== Excerpted data ==

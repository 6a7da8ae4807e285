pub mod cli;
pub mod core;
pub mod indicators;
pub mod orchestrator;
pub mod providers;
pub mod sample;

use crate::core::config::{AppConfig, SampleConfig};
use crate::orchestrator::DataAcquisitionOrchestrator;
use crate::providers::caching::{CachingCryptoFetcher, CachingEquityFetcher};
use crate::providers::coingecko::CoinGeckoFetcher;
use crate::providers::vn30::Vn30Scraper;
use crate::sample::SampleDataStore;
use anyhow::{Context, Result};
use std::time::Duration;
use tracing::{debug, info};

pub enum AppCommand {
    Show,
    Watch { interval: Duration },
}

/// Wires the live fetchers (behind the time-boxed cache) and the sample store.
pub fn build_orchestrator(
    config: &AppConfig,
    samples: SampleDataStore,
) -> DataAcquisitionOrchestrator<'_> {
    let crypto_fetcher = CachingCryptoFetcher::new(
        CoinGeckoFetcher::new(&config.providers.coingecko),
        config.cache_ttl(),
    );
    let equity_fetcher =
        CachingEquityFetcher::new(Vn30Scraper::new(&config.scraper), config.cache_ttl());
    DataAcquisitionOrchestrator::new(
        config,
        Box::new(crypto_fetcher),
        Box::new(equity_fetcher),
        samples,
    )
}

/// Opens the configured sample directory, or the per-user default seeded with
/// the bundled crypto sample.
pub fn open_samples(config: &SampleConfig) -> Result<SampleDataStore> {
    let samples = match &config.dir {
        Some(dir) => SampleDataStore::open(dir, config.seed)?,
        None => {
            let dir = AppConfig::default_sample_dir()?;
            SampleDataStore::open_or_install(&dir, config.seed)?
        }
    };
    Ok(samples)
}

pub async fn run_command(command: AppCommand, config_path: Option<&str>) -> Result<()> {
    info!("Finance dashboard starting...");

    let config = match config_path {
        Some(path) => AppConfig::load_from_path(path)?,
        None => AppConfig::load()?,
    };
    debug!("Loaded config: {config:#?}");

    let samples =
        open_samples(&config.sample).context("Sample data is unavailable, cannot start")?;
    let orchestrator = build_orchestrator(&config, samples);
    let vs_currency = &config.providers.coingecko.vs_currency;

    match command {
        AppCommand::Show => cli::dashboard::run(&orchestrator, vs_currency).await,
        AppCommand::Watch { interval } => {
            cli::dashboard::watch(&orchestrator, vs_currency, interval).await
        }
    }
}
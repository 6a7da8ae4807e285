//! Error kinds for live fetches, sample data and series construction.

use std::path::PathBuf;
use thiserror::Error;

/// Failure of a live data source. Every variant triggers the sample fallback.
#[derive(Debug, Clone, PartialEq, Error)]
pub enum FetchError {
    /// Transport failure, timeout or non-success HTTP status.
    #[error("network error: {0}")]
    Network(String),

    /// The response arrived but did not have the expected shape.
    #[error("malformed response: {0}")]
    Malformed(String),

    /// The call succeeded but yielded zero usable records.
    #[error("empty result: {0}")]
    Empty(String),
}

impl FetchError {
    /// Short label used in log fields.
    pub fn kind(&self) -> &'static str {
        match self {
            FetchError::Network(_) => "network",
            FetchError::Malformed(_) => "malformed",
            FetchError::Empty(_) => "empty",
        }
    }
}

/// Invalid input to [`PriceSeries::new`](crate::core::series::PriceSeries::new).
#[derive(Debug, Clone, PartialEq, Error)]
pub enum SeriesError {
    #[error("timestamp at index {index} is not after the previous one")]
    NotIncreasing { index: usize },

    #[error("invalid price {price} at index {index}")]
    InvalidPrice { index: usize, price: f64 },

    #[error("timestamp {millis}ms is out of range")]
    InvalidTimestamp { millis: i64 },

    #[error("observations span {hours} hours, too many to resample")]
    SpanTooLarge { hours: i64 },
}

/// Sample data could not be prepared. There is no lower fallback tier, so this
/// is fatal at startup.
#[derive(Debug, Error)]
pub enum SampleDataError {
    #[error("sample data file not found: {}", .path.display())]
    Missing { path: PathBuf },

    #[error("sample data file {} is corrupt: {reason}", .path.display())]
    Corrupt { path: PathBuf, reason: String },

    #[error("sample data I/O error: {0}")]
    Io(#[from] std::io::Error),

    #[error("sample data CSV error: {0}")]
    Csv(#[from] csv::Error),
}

===

## Directions for this task
In full and without change, transcribe every line of the records above.

## Answer section
repository 6a7da8ae4807e285
pub mod cli;
pub mod core;
pub mod indicators;
pub mod orchestrator;
pub mod providers;
pub mod sample;

use crate::core::config::{AppConfig, SampleConfig};
use crate::orchestrator::DataAcquisitionOrchestrator;
use crate::providers::caching::{CachingCryptoFetcher, CachingEquityFetcher};
use crate::providers::coingecko::CoinGeckoFetcher;
use crate::providers::vn30::Vn30Scraper;
use crate::sample::SampleDataStore;
use anyhow::{Context, Result};
use std::time::Duration;
use tracing::{debug, info};

pub enum AppCommand {
    Show,
    Watch { interval: Duration },
}

/// Wires the live fetchers (behind the time-boxed cache) and the sample store.
pub fn build_orchestrator(
    config: &AppConfig,
    samples: SampleDataStore,
) -> DataAcquisitionOrchestrator<'_> {
    let crypto_fetcher = CachingCryptoFetcher::new(
        CoinGeckoFetcher::new(&config.providers.coingecko),
        config.cache_ttl(),
    );
    let equity_fetcher =
        CachingEquityFetcher::new(Vn30Scraper::new(&config.scraper), config.cache_ttl());
    DataAcquisitionOrchestrator::new(
        config,
        Box::new(crypto_fetcher),
        Box::new(equity_fetcher),
        samples,
    )
}

/// Opens the configured sample directory, or the per-user default seeded with
/// the bundled crypto sample.
pub fn open_samples(config: &SampleConfig) -> Result<SampleDataStore> {
    let samples = match &config.dir {
        Some(dir) => SampleDataStore::open(dir, config.seed)?,
        None => {
            let dir = AppConfig::default_sample_dir()?;
            SampleDataStore::open_or_install(&dir, config.seed)?
        }
    };
    Ok(samples)
}

pub async fn run_command(command: AppCommand, config_path: Option<&str>) -> Result<()> {
    info!("Finance dashboard starting...");

    let config = match config_path {
        Some(path) => AppConfig::load_from_path(path)?,
        None => AppConfig::load()?,
    };
    debug!("Loaded config: {config:#?}");

    let samples =
        open_samples(&config.sample).context("Sample data is unavailable, cannot start")?;
    let orchestrator = build_orchestrator(&config, samples);
    let vs_currency = &config.providers.coingecko.vs_currency;

    match command {
        AppCommand::Show => cli::dashboard::run(&orchestrator, vs_currency).await,
        AppCommand::Watch { interval } => {
            cli::dashboard::watch(&orchestrator, vs_currency, interval).await
        }
    }
}
repository 6a7da8ae4807e285
//! Error kinds for live fetches, sample data and series construction.

use std::path::PathBuf;
use thiserror::Error;

/// Failure of a live data source. Every variant triggers the sample fallback.
#[derive(Debug, Clone, PartialEq, Error)]
pub enum FetchError {
    /// Transport failure, timeout or non-success HTTP status.
    #[error("network error: {0}")]
    Network(String),

    /// The response arrived but did not have the expected shape.
    #[error("malformed response: {0}")]
    Malformed(String),

    /// The call succeeded but yielded zero usable records.
    #[error("empty result: {0}")]
    Empty(String),
}

impl FetchError {
    /// Short label used in log fields.
    pub fn kind(&self) -> &'static str {
        match self {
            FetchError::Network(_) => "network",
            FetchError::Malformed(_) => "malformed",
            FetchError::Empty(_) => "empty",
        }
    }
}

/// Invalid input to [`PriceSeries::new`](crate::core::series::PriceSeries::new).
#[derive(Debug, Clone, PartialEq, Error)]
pub enum SeriesError {
    #[error("timestamp at index {index} is not after the previous one")]
    NotIncreasing { index: usize },

    #[error("invalid price {price} at index {index}")]
    InvalidPrice { index: usize, price: f64 },

    #[error("timestamp {millis}ms is out of range")]
    InvalidTimestamp { millis: i64 },

    #[error("observations span {hours} hours, too many to resample")]
    SpanTooLarge { hours: i64 },
}

/// Sample data could not be prepared. There is no lower fallback tier, so this
/// is fatal at startup.
#[derive(Debug, Error)]
pub enum SampleDataError {
    #[error("sample data file not found: {}", .path.display())]
    Missing { path: PathBuf },

    #[error("sample data file {} is corrupt: {reason}", .path.display())]
    Corrupt { path: PathBuf, reason: String },

    #[error("sample data I/O error: {0}")]
    Io(#[from] std::io::Error),

    #[error("sample data CSV error: {0}")]
    Csv(#[from] csv::Error),
}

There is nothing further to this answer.